**What the task asks**
Search the material for the word "WebSocket" and copy every line in which it occurs.
(Recorded data Opens)
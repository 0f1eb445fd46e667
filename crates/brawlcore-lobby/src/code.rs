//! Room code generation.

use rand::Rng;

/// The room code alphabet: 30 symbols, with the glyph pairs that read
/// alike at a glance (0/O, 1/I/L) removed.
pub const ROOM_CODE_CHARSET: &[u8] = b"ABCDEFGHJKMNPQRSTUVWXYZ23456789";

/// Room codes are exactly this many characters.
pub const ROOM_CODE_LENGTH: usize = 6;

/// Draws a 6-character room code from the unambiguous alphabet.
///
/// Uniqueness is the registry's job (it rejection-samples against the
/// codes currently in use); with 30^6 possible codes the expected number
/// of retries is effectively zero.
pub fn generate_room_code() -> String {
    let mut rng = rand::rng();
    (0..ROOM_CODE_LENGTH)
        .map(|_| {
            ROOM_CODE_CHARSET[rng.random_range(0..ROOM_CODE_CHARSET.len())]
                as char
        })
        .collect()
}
(Recorded data Closes)
(Recorded data Opens)
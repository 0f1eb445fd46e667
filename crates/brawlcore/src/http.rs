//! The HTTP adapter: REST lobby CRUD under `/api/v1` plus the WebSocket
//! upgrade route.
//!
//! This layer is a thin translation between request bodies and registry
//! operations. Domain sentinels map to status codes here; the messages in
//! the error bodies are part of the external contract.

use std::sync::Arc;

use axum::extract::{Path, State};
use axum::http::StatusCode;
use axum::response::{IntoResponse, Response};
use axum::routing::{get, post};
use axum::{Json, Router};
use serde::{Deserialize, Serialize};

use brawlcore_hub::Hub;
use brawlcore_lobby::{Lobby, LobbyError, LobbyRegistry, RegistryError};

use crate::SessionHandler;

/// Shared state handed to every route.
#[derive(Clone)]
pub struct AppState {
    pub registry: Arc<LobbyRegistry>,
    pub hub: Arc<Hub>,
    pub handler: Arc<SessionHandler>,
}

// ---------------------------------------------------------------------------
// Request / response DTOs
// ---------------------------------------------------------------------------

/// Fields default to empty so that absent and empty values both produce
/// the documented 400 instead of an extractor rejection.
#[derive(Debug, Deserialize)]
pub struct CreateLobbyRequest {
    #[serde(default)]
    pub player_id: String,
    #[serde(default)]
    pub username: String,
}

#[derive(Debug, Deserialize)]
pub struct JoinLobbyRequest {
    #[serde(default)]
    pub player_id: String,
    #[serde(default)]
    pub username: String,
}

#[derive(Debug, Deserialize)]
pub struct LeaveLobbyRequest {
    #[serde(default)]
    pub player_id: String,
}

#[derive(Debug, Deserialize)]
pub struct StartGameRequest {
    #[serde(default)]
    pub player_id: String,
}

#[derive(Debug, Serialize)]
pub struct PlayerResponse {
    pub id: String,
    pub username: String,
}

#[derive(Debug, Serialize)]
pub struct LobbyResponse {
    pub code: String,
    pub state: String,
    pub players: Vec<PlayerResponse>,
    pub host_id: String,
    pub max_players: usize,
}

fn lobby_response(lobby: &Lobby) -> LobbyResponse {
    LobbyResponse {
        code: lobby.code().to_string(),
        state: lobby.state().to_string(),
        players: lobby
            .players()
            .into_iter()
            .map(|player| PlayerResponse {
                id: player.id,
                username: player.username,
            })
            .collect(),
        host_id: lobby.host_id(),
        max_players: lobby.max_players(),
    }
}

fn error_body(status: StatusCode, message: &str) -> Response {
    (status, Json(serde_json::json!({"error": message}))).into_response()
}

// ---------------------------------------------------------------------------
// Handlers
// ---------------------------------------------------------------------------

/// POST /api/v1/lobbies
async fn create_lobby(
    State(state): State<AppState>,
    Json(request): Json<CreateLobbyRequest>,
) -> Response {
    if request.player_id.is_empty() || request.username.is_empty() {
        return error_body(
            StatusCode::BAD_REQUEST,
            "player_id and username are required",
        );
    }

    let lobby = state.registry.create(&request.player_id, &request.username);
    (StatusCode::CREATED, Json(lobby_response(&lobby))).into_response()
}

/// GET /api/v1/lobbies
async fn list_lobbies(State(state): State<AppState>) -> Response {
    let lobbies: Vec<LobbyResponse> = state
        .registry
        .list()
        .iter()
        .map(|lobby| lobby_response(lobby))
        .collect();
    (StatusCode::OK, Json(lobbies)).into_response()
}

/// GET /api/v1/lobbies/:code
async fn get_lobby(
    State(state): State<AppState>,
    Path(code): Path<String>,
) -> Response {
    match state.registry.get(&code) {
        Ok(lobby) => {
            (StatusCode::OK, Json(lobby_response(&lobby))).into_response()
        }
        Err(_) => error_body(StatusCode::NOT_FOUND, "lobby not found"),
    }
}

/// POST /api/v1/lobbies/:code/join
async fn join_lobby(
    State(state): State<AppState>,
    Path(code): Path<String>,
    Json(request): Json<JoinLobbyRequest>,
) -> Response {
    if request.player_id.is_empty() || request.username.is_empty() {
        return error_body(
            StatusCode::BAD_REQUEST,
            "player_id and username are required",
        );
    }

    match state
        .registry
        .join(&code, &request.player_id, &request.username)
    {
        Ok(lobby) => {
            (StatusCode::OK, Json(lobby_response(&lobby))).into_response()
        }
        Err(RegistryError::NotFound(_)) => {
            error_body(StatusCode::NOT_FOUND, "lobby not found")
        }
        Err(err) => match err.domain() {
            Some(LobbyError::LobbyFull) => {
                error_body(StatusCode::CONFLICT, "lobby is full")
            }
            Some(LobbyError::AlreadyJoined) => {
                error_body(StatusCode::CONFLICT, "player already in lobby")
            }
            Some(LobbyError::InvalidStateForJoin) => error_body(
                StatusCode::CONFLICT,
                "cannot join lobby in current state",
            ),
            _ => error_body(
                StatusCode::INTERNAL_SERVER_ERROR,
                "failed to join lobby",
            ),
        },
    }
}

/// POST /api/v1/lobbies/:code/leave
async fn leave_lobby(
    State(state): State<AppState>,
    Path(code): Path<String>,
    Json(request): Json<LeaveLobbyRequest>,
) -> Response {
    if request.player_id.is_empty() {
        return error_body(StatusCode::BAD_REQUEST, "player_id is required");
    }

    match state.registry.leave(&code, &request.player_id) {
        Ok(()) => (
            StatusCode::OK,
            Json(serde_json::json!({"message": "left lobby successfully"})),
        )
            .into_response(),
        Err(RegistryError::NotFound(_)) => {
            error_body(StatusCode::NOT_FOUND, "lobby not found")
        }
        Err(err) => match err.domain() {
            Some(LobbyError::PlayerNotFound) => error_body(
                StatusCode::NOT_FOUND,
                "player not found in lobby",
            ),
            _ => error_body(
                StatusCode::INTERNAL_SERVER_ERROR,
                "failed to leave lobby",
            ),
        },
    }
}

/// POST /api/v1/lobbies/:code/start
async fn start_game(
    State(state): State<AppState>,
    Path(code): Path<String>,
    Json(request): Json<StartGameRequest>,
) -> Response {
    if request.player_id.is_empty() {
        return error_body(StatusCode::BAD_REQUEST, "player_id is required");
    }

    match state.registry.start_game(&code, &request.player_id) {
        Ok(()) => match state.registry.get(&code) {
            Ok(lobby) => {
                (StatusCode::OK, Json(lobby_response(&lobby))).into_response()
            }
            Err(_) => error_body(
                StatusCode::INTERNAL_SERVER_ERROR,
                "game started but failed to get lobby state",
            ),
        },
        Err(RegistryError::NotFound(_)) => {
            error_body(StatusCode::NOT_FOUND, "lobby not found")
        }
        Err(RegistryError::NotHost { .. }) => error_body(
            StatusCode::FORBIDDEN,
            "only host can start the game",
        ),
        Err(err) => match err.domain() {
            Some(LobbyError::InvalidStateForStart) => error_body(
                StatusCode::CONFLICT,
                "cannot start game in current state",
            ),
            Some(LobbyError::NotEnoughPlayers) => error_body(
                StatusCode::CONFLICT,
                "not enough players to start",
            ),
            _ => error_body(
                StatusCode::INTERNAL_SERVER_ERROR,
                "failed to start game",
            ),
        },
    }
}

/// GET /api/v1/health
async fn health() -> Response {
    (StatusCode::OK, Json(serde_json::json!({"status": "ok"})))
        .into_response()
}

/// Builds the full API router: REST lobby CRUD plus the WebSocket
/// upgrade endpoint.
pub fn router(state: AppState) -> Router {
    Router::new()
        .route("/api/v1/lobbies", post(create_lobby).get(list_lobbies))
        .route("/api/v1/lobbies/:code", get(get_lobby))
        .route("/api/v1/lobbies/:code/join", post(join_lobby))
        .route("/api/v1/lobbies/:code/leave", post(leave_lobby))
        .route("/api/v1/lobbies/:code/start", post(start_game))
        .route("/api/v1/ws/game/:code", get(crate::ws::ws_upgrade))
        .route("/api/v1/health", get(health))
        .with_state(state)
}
(Recorded data Closes)
**Your response**
//! The HTTP adapter: REST lobby CRUD under `/api/v1` plus the WebSocket
/// Builds the full API router: REST lobby CRUD plus the WebSocket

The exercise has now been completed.